● **PROBLEM**
Every single entry must be restated word for word.

(Collected data entries)

== Segment start ==

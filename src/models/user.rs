use std::fmt;
use std::str::FromStr;

use serde::{Deserialize, Serialize};
use sqlx::FromRow;

use crate::utils::error::{AppError, AppResult};

pub type UserId = i64;

#[derive(Debug, Clone, Copy, PartialEq, Eq, Hash, Serialize, Deserialize)]
#[serde(rename_all = "lowercase")]
pub enum Role {
    #[serde(alias = "Volunteer")]
    Volunteer,
    #[serde(alias = "NGO")]
    Ngo,
}

impl Role {
    pub fn as_str(&self) -> &'static str {
        match self {
            Role::Volunteer => "volunteer",
            Role::Ngo => "ngo",
        }
    }
}

impl fmt::Display for Role {
    fn fmt(&self, f: &mut fmt::Formatter<'_>) -> fmt::Result {
        f.write_str(self.as_str())
    }
}

impl FromStr for Role {
    type Err = AppError;

    fn from_str(s: &str) -> Result<Self, Self::Err> {
        match s.trim().to_ascii_lowercase().as_str() {
            "volunteer" => Ok(Role::Volunteer),
            "ngo" => Ok(Role::Ngo),
            other => Err(AppError::Validation(format!("Unknown role '{}'", other))),
        }
    }
}

/// A registered account, without its password hash.
#[derive(Debug, Clone, PartialEq, Eq, Serialize, Deserialize)]
pub struct User {
    pub id: UserId,
    pub name: String,
    pub email: String,
    pub role: Role,
}

#[derive(Debug, FromRow)]
pub(crate) struct UserRow {
    pub id: UserId,
    pub name: String,
    pub email: String,
    pub password_hash: String,
    pub role: String,
}

impl UserRow {
    pub(crate) fn into_user(self) -> AppResult<User> {
        Ok(User {
            id: self.id,
            name: self.name,
            email: self.email,
            role: self.role.parse()?,
        })
    }
}

/// Identity of the caller, supplied explicitly to every domain operation.
#[derive(Debug, Clone, PartialEq, Eq, Serialize)]
pub struct Actor {
    pub user_id: UserId,
    pub email: String,
    pub role: Role,
}

impl From<&User> for Actor {
    fn from(user: &User) -> Self {
        Self {
            user_id: user.id,
            email: user.email.clone(),
            role: user.role,
        }
    }
}

#[derive(Clone, Deserialize)]
pub struct NewUser {
    pub name: String,
    pub email: String,
    pub password: String,
    pub role: Role,
}

impl NewUser {
    /// Trims the inputs, normalizes the email and rejects empty fields.
    pub fn validated(self) -> AppResult<Self> {
        let name = self.name.trim().to_string();
        if name.is_empty() {
            return Err(AppError::Validation("Name is required".into()));
        }
        if self.password.is_empty() {
            return Err(AppError::Validation("Password is required".into()));
        }
        Ok(Self {
            name,
            email: validated_email(&self.email)?,
            password: self.password,
            role: self.role,
        })
    }
}

impl fmt::Debug for NewUser {
    fn fmt(&self, f: &mut fmt::Formatter<'_>) -> fmt::Result {
        f.debug_struct("NewUser")
            .field("name", &self.name)
            .field("email", &self.email)
            .field("password", &"<redacted>")
            .field("role", &self.role)
            .finish()
    }
}

#[derive(Clone, Deserialize)]
pub struct Credentials {
    pub email: String,
    pub password: String,
}

impl fmt::Debug for Credentials {
    fn fmt(&self, f: &mut fmt::Formatter<'_>) -> fmt::Result {
        f.debug_struct("Credentials")
            .field("email", &self.email)
            .field("password", &"<redacted>")
            .finish()
    }
}

/// Emails are compared case-insensitively: stored and looked up trimmed and lower-cased.
pub fn normalize_email(email: &str) -> String {
    email.trim().to_lowercase()
}

pub(crate) fn validated_email(email: &str) -> AppResult<String> {
    let email = normalize_email(email);
    if email.is_empty() {
        return Err(AppError::Validation("Email is required".into()));
    }
    match email.split_once('@') {
        Some((local, domain)) if !local.is_empty() && !domain.is_empty() => Ok(email),
        _ => Err(AppError::Validation(format!(
            "'{}' is not a valid email address",
            email
        ))),
    }
}

#[cfg(test)]
mod tests {
    use super::*;

    #[test]
    fn role_accepts_both_spellings() {
        let role: Role = serde_json::from_str("\"NGO\"").unwrap();
        assert_eq!(role, Role::Ngo);
        let role: Role = serde_json::from_str("\"volunteer\"").unwrap();
        assert_eq!(role, Role::Volunteer);
        assert_eq!("Ngo".parse::<Role>().unwrap(), Role::Ngo);
        assert!("admin".parse::<Role>().is_err());
    }

    #[test]
    fn emails_are_normalized() {
        assert_eq!(normalize_email("  Ngo@X.org "), "ngo@x.org");
        assert!(validated_email("nobody").is_err());
        assert!(validated_email("@x.org").is_err());
        assert!(validated_email("   ").is_err());
    }

    #[test]
    fn new_user_debug_hides_password() {
        let new_user = NewUser {
            name: "Ana".into(),
            email: "ana@x.org".into(),
            password: "hunter2".into(),
            role: Role::Volunteer,
        };
        let rendered = format!("{:?}", new_user);
        assert!(!rendered.contains("hunter2"));
        assert!(rendered.contains("<redacted>"));
    }

    #[test]
    fn new_user_requires_every_field() {
        let blank_name = NewUser {
            name: " ".into(),
            email: "ana@x.org".into(),
            password: "pw".into(),
            role: Role::Volunteer,
        };
        assert!(matches!(blank_name.validated(), Err(AppError::Validation(_))));

        let ok = NewUser {
            name: " Ana ".into(),
            email: "Ana@X.org".into(),
            password: "pw".into(),
            role: Role::Ngo,
        }
        .validated()
        .unwrap();
        assert_eq!(ok.name, "Ana");
        assert_eq!(ok.email, "ana@x.org");
    }
}
use axum::response::Response;
use serde::Serialize;

use crate::utils::response::success;

pub mod auth;
pub mod events;
pub mod registrations;

#[derive(Serialize)]
struct HealthPayload {
    status: &'static str,
    service: &'static str,
}

pub async fn health_check() -> Response {
    let payload = HealthPayload {
        status: "ok",
        service: "helping-hands-api",
    };

    success(payload, "Health check successful")
}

== Segment end ==

● **ANSWER BOX**
filename src/models/user.rs
use std::fmt;
use std::str::FromStr;

use serde::{Deserialize, Serialize};
use sqlx::FromRow;

use crate::utils::error::{AppError, AppResult};

pub type UserId = i64;

#[derive(Debug, Clone, Copy, PartialEq, Eq, Hash, Serialize, Deserialize)]
#[serde(rename_all = "lowercase")]
pub enum Role {
    #[serde(alias = "Volunteer")]
    Volunteer,
    #[serde(alias = "NGO")]
    Ngo,
}

impl Role {
    pub fn as_str(&self) -> &'static str {
        match self {
            Role::Volunteer => "volunteer",
            Role::Ngo => "ngo",
        }
    }
}

impl fmt::Display for Role {
    fn fmt(&self, f: &mut fmt::Formatter<'_>) -> fmt::Result {
        f.write_str(self.as_str())
    }
}

impl FromStr for Role {
    type Err = AppError;

    fn from_str(s: &str) -> Result<Self, Self::Err> {
        match s.trim().to_ascii_lowercase().as_str() {
            "volunteer" => Ok(Role::Volunteer),
            "ngo" => Ok(Role::Ngo),
            other => Err(AppError::Validation(format!("Unknown role '{}'", other))),
        }
    }
}

/// A registered account, without its password hash.
#[derive(Debug, Clone, PartialEq, Eq, Serialize, Deserialize)]
pub struct User {
    pub id: UserId,
    pub name: String,
    pub email: String,
    pub role: Role,
}

#[derive(Debug, FromRow)]
pub(crate) struct UserRow {
    pub id: UserId,
    pub name: String,
    pub email: String,
    pub password_hash: String,
    pub role: String,
}

impl UserRow {
    pub(crate) fn into_user(self) -> AppResult<User> {
        Ok(User {
            id: self.id,
            name: self.name,
            email: self.email,
            role: self.role.parse()?,
        })
    }
}

/// Identity of the caller, supplied explicitly to every domain operation.
#[derive(Debug, Clone, PartialEq, Eq, Serialize)]
pub struct Actor {
    pub user_id: UserId,
    pub email: String,
    pub role: Role,
}

impl From<&User> for Actor {
    fn from(user: &User) -> Self {
        Self {
            user_id: user.id,
            email: user.email.clone(),
            role: user.role,
        }
    }
}

#[derive(Clone, Deserialize)]
pub struct NewUser {
    pub name: String,
    pub email: String,
    pub password: String,
    pub role: Role,
}

impl NewUser {
    /// Trims the inputs, normalizes the email and rejects empty fields.
    pub fn validated(self) -> AppResult<Self> {
        let name = self.name.trim().to_string();
        if name.is_empty() {
            return Err(AppError::Validation("Name is required".into()));
        }
        if self.password.is_empty() {
            return Err(AppError::Validation("Password is required".into()));
        }
        Ok(Self {
            name,
            email: validated_email(&self.email)?,
            password: self.password,
            role: self.role,
        })
    }
}

impl fmt::Debug for NewUser {
    fn fmt(&self, f: &mut fmt::Formatter<'_>) -> fmt::Result {
        f.debug_struct("NewUser")
            .field("name", &self.name)
            .field("email", &self.email)
            .field("password", &"<redacted>")
            .field("role", &self.role)
            .finish()
    }
}

#[derive(Clone, Deserialize)]
pub struct Credentials {
    pub email: String,
    pub password: String,
}

impl fmt::Debug for Credentials {
    fn fmt(&self, f: &mut fmt::Formatter<'_>) -> fmt::Result {
        f.debug_struct("Credentials")
            .field("email", &self.email)
            .field("password", &"<redacted>")
            .finish()
    }
}

/// Emails are compared case-insensitively: stored and looked up trimmed and lower-cased.
pub fn normalize_email(email: &str) -> String {
    email.trim().to_lowercase()
}

pub(crate) fn validated_email(email: &str) -> AppResult<String> {
    let email = normalize_email(email);
    if email.is_empty() {
        return Err(AppError::Validation("Email is required".into()));
    }
    match email.split_once('@') {
        Some((local, domain)) if !local.is_empty() && !domain.is_empty() => Ok(email),
        _ => Err(AppError::Validation(format!(
            "'{}' is not a valid email address",
            email
        ))),
    }
}

#[cfg(test)]
mod tests {
    use super::*;

    #[test]
    fn role_accepts_both_spellings() {
        let role: Role = serde_json::from_str("\"NGO\"").unwrap();
        assert_eq!(role, Role::Ngo);
        let role: Role = serde_json::from_str("\"volunteer\"").unwrap();
        assert_eq!(role, Role::Volunteer);
        assert_eq!("Ngo".parse::<Role>().unwrap(), Role::Ngo);
        assert!("admin".parse::<Role>().is_err());
    }

    #[test]
    fn emails_are_normalized() {
        assert_eq!(normalize_email("  Ngo@X.org "), "ngo@x.org");
        assert!(validated_email("nobody").is_err());
        assert!(validated_email("@x.org").is_err());
        assert!(validated_email("   ").is_err());
    }

    #[test]
    fn new_user_debug_hides_password() {
        let new_user = NewUser {
            name: "Ana".into(),
            email: "ana@x.org".into(),
            password: "hunter2".into(),
            role: Role::Volunteer,
        };
        let rendered = format!("{:?}", new_user);
        assert!(!rendered.contains("hunter2"));
        assert!(rendered.contains("<redacted>"));
    }

    #[test]
    fn new_user_requires_every_field() {
        let blank_name = NewUser {
            name: " ".into(),
            email: "ana@x.org".into(),
            password: "pw".into(),
            role: Role::Volunteer,
        };
        assert!(matches!(blank_name.validated(), Err(AppError::Validation(_))));

        let ok = NewUser {
            name: " Ana ".into(),
            email: "Ana@X.org".into(),
            password: "pw".into(),
            role: Role::Ngo,
        }
        .validated()
        .unwrap();
        assert_eq!(ok.name, "Ana");
        assert_eq!(ok.email, "ana@x.org");
    }
}
use axum::response::Response;
use serde::Serialize;

use crate::utils::response::success;

pub mod auth;
pub mod events;
pub mod registrations;

#[derive(Serialize)]
struct HealthPayload {
    status: &'static str,
    service: &'static str,
}

pub async fn health_check() -> Response {
    let payload = HealthPayload {
        status: "ok",
        service: "helping-hands-api",
    };

    success(payload, "Health check successful")
}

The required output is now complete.